#StackBounty: #regression #bayesian #multiple-regression #censoring #rstan How best to deal with a left-censored predictor (because of …

Bounty: 200

Context: I’m new to Bayesian stats and am trying to fit a multiple regression with rstan. All variables are continuous and there is no hierarchical structure.

One of my predictors is left-censored because it falls below the detection limit for a chemical assay. What is the best way to deal with this in a multiple regression? So far, I can see a few possibilities:

  1. A substitution rule, such as ‘replace all values below the detection limit with a constant such as detection limit/2’. This is clearly not rigorous.
  2. Multiple imputation, but (i) I don’t know how to deal with the fact that values above the detection limit are likely to be generated by the imputation process, which I will know with high probability to be false, and (ii) I’m not sure how well multiple imputation plays with Bayesian approaches, since I can’t think of a good way to aggregate the posterior distributions from fits to the different imputed datasets
  3. Simulate values data from a distribution that makes sense based on prior knowledge and the data, and randomly assign values below the detection limit to the relevant points. This suffers from similar problems to #2, since I would have to simulate many sets of values, model them separately, and then figure out how to integrate the posteriors.
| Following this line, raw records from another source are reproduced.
//! Tool options
//!
//! Options are a free-form string-keyed map; which keys matter depends on the
//! selected variant. Each variant (and each optional sub-flow) declares the keys
//! it cannot do without in an [`OptionSchema`], checked before any stage is
//! built.

use crate::command::Arg;
use crate::error::{BuildError, BuildResult};
use serde::{Deserialize, Serialize};
use std::collections::BTreeMap;
use std::fmt;

/// A single option value
#[derive(Debug, Clone, PartialEq, Serialize, Deserialize)]
#[serde(untagged)]
pub enum OptionValue {
    Bool(bool),
    Integer(i64),
    Float(f64),
    String(String),
    List(Vec<OptionValue>),
    Table(BTreeMap<String, OptionValue>),
}

impl OptionValue {
    fn kind(&self) -> &'static str {
        match self {
            Self::Bool(_) => "boolean",
            Self::Integer(_) => "integer",
            Self::Float(_) => "float",
            Self::String(_) => "string",
            Self::List(_) => "list",
            Self::Table(_) => "table",
        }
    }

    /// Whether the value counts as "not set" for a required key
    fn is_blank(&self) -> bool {
        match self {
            Self::String(s) => s.trim().is_empty(),
            _ => false,
        }
    }
}

impl fmt::Display for OptionValue {
    fn fmt(&self, f: &mut fmt::Formatter<'_>) -> fmt::Result {
        match self {
            Self::Bool(b) => write!(f, "{}", b),
            Self::Integer(i) => write!(f, "{}", i),
            Self::Float(x) => write!(f, "{}", x),
            Self::String(s) => write!(f, "{}", s),
            Self::List(items) => {
                let parts: Vec<String> = items.iter().map(ToString::to_string).collect();
                write!(f, "{}", parts.join(" "))
            }
            Self::Table(entries) => {
                let parts: Vec<String> = entries
                    .iter()
                    .map(|(k, v)| format!("{}={}", k, v))
                    .collect();
                write!(f, "{}", parts.join(" "))
            }
        }
    }
}

impl From<bool> for OptionValue {
    fn from(value: bool) -> Self {
        Self::Bool(value)
    }
}

impl From<i64> for OptionValue {
    fn from(value: i64) -> Self {
        Self::Integer(value)
    }
}

impl From<&str> for OptionValue {
    fn from(value: &str) -> Self {
        Self::String(value.to_string())
    }
}

impl From<String> for OptionValue {
    fn from(value: String) -> Self {
        Self::String(value)
    }
}

impl From<Vec<&str>> for OptionValue {
    fn from(value: Vec<&str>) -> Self {
        Self::List(value.into_iter().map(OptionValue::from).collect())
    }
}

/// Options map handed to a flow
#[derive(Debug, Clone, Default, PartialEq, Serialize, Deserialize)]
#[serde(transparent)]
pub struct Options(BTreeMap<String, OptionValue>);

impl Options {
    pub fn new() -> Self {
        Self::default()
    }

    /// Builder-style insert
    pub fn with(mut self, key: impl Into<String>, value: impl Into<OptionValue>) -> Self {
        self.insert(key, value);
        self
    }

    pub fn insert(&mut self, key: impl Into<String>, value: impl Into<OptionValue>) {
        self.0.insert(key.into(), value.into());
    }

    pub fn get(&self, key: &str) -> Option<&OptionValue> {
        self.0.get(key)
    }

    /// Whether the key is present with a non-blank value
    pub fn is_set(&self, key: &str) -> bool {
        self.get(key).is_some_and(|v| !v.is_blank())
    }

    pub fn keys(&self) -> impl Iterator<Item = &str> {
        self.0.keys().map(String::as_str)
    }

    /// Read a string option; integers and floats are accepted and rendered
    pub fn get_str(&self, key: &str) -> BuildResult<Option<String>> {
        match self.get(key) {
            None => Ok(None),
            Some(v) if v.is_blank() => Ok(None),
            Some(OptionValue::String(s)) => Ok(Some(s.clone())),
            Some(v @ (OptionValue::Integer(_) | OptionValue::Float(_))) => Ok(Some(v.to_string())),
            Some(other) => Err(BuildError::invalid_option(
                key,
                format!("expected a string, found a {}", other.kind()),
            )),
        }
    }

    /// Read a string option that the variant cannot do without
    pub fn require_str(&self, key: &str, variant: impl fmt::Display) -> BuildResult<String> {
        self.get_str(key)?
            .ok_or_else(|| BuildError::missing_option(key, variant))
    }

    /// Read a boolean flag, `false` when absent
    pub fn get_bool(&self, key: &str) -> BuildResult<bool> {
        match self.get(key) {
            None => Ok(false),
            Some(OptionValue::Bool(b)) => Ok(*b),
            Some(other) => Err(BuildError::invalid_option(
                key,
                format!("expected a boolean, found a {}", other.kind()),
            )),
        }
    }

    /// Read a boolean flag with an explicit default
    pub fn get_bool_or(&self, key: &str, default: bool) -> BuildResult<bool> {
        if self.get(key).is_none() {
            return Ok(default);
        }
        self.get_bool(key)
    }

    /// Extra command line arguments
    ///
    /// A list becomes one literal token per element; a plain string is taken
    /// as a pre-formed shell fragment and passed through unquoted.
    pub fn args(&self, key: &str) -> BuildResult<Vec<Arg>> {
        match self.get(key) {
            None => Ok(Vec::new()),
            Some(v) if v.is_blank() => Ok(Vec::new()),
            Some(OptionValue::String(s)) => Ok(vec![Arg::raw(s.clone())]),
            Some(OptionValue::List(items)) => Ok(items
                .iter()
                .map(|item| Arg::literal(item.to_string()))
                .collect()),
            Some(other) => Err(BuildError::invalid_option(
                key,
                format!("expected a string or a list, found a {}", other.kind()),
            )),
        }
    }
}

impl<K: Into<String>, V: Into<OptionValue>> FromIterator<(K, V)> for Options {
    fn from_iter<I: IntoIterator<Item = (K, V)>>(iter: I) -> Self {
        Self(
            iter.into_iter()
                .map(|(k, v)| (k.into(), v.into()))
                .collect(),
        )
    }
}

/// Declarative list of option keys a variant or sub-flow requires
#[derive(Debug, Clone, Copy, PartialEq, Eq)]
pub struct OptionSchema {
    pub required: &'static [&'static str],
}

impl OptionSchema {
    pub const EMPTY: OptionSchema = OptionSchema { required: &[] };

    pub const fn requires(required: &'static [&'static str]) -> Self {
        Self { required }
    }

    /// Check every required key, reporting the first one missing
    pub fn validate(&self, owner: impl fmt::Display, options: &Options) -> BuildResult<()> {
        match self.required.iter().find(|key| !options.is_set(key)) {
            Some(key) => Err(BuildError::missing_option(*key, owner)),
            None => Ok(()),
        }
    }
}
Am I missing better options? Are there useful Bayesian tricks that can help deal with this problem? I’m also open to non-Bayesian options.

The histogram below shows the distribution of values. The plot is on a log scale because that is most natural for this variable. For visual clarity, I have treated values below the detection limit (~25% of the data) as being 1/10 of the detection limit, and added a red line to separate them from the remaining points. Note that the red line is not the precise detection limit; the smallest quantified values to the right of the red line are at the putative limit. The fact that there are very few values exactly at the limit suggests that there may have been some variation in the detection limit between measurements, but I don’t mind if that is ignored for the purposes of this question.